On Friday, ISRO published some detailed pictures of the Moon. Back on August 15, the spacecraft pulled off something pretty amazing – it snagged some absolutely breathtaking pictures of the Moon using its Lander Position Detection Camera (LPDC).
For those unaware, on August 17, the lander effectively disconnected from the spacecraft’s propulsion module. They’re scheduled to touch down on August 23rd.
Mylswamy Annadurai, a former ISRO scientist, said that after the lander module’s deboosting process takes place on Friday, the Chandrayaan-3 spacecraft will gear up for a gentle touchdown on the Moon.
The ISRO Chairman had mentioned before that the trickiest part of the landing is twofold: first, getting the lander’s speed just right as it’s 30 km above the lunar surface, and second, smoothly shifting the spacecraft from a horizontal to a vertical orientation.

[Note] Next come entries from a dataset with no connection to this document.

use serde::{Deserialize, Serialize};

/// Layer roots as written in the config file. Paths may use `~/`.
#[derive(Debug, Clone, Serialize, Deserialize, Default)]
pub struct LayersConfig {
    #[serde(default, skip_serializing_if = "Option::is_none")]
    pub lowerdir: Option<String>,
    #[serde(default, skip_serializing_if = "Option::is_none")]
    pub realdir: Option<String>,
    #[serde(default, skip_serializing_if = "Option::is_none")]
    pub optimize: Option<String>,
}

#[derive(Debug, Clone, Serialize, Deserialize, Default)]
pub struct MountConfig {
    #[serde(default, skip_serializing_if = "Option::is_none")]
    pub allow_other: Option<bool>,
    #[serde(default, skip_serializing_if = "Option::is_none")]
    pub auto_unmount: Option<bool>,
}

impl MountConfig {
    pub fn get_allow_other(&self) -> bool {
        self.allow_other.unwrap_or_else(super::default_allow_other)
    }

    pub fn get_auto_unmount(&self) -> bool {
        self.auto_unmount.unwrap_or_else(super::default_auto_unmount)
    }
}

#[derive(Debug, Clone, Serialize, Deserialize, Default)]
pub struct Config {
    #[serde(default)]
    pub layers: LayersConfig,
    #[serde(default)]
    pub mount: MountConfig,
}
pub mod cli;
pub mod config;
pub mod error;
pub mod overlay;

pub use config::expand_tilde;
pub use config::get_config_path;
pub use config::load_config;
pub use config::Config;
pub use config::LayerConfig;

pub use error::{DebloatError, Result};

pub use overlay::{mount_overlay, DebloatedFs, MaterializationState, Overlay, Redirector};
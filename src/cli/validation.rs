use crate::cli::Args;
use crate::config::{expand_tilde, Config, LayerConfig};
use crate::error::{DebloatError, Result};
use crate::overlay::mount::MountSettings;
use std::path::PathBuf;

/// Everything needed to mount, merged from the command line and the config
/// file. Command-line values win.
#[derive(Debug)]
pub struct MountPlan {
    pub layers: LayerConfig,
    pub mount_point: PathBuf,
    pub settings: MountSettings,
}

fn pick_root(
    flag: &Option<PathBuf>,
    configured: &Option<String>,
    flag_name: &str,
    key: &str,
) -> Result<PathBuf> {
    flag.clone()
        .or_else(|| configured.as_deref().map(expand_tilde))
        .ok_or_else(|| {
            DebloatError::Config(format!(
                "Missing {}: pass it on the command line or set {} in the config file",
                flag_name, key
            ))
        })
}

pub fn resolve_mount_plan(args: &Args, config: &Config) -> Result<MountPlan> {
    let origin = pick_root(
        &args.lowerdir,
        &config.layers.lowerdir,
        "--lowerdir",
        "layers.lowerdir",
    )?;
    let cache = pick_root(
        &args.realdir,
        &config.layers.realdir,
        "--realdir",
        "layers.realdir",
    )?;
    let optimize = args
        .optimize
        .clone()
        .or_else(|| config.layers.optimize.clone());

    let layers = LayerConfig::new(&origin, &cache, optimize)?;
    let settings = MountSettings {
        allow_other: args.allow_other || config.mount.get_allow_other(),
        auto_unmount: args
            .auto_unmount
            .unwrap_or_else(|| config.mount.get_auto_unmount()),
    };

    Ok(MountPlan {
        layers,
        mount_point: args.mountpoint.clone(),
        settings,
    })
}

The gap between the Lander module (that’s Lander Vikram and rover Pragyan) and the Moon’s surface is about to get even smaller come Friday. According to ISRO, after today’s deboosting maneuver, Chandrayaan-3’s Lander will settle into an orbit where the nearest point to the Moon (Perilune) is just 30 km away, while the farthest point (Apolune) stretches to 100 km.
The pictures snapped by Chandrayaan-3 really show off its skills, giving us a super detailed look at the Moon’s surface. These images not only demonstrate how technologically impressive the spacecraft is but also lays the groundwork for similar projects in interplanetary travel. Most importantly though, it showcases the Moon’s landscape and topography.
Once the module, Vikram, completes its soft landing on the Moon, Pragyan will get down to some serious scientific business on the lunar terrain, on the lunar south pole.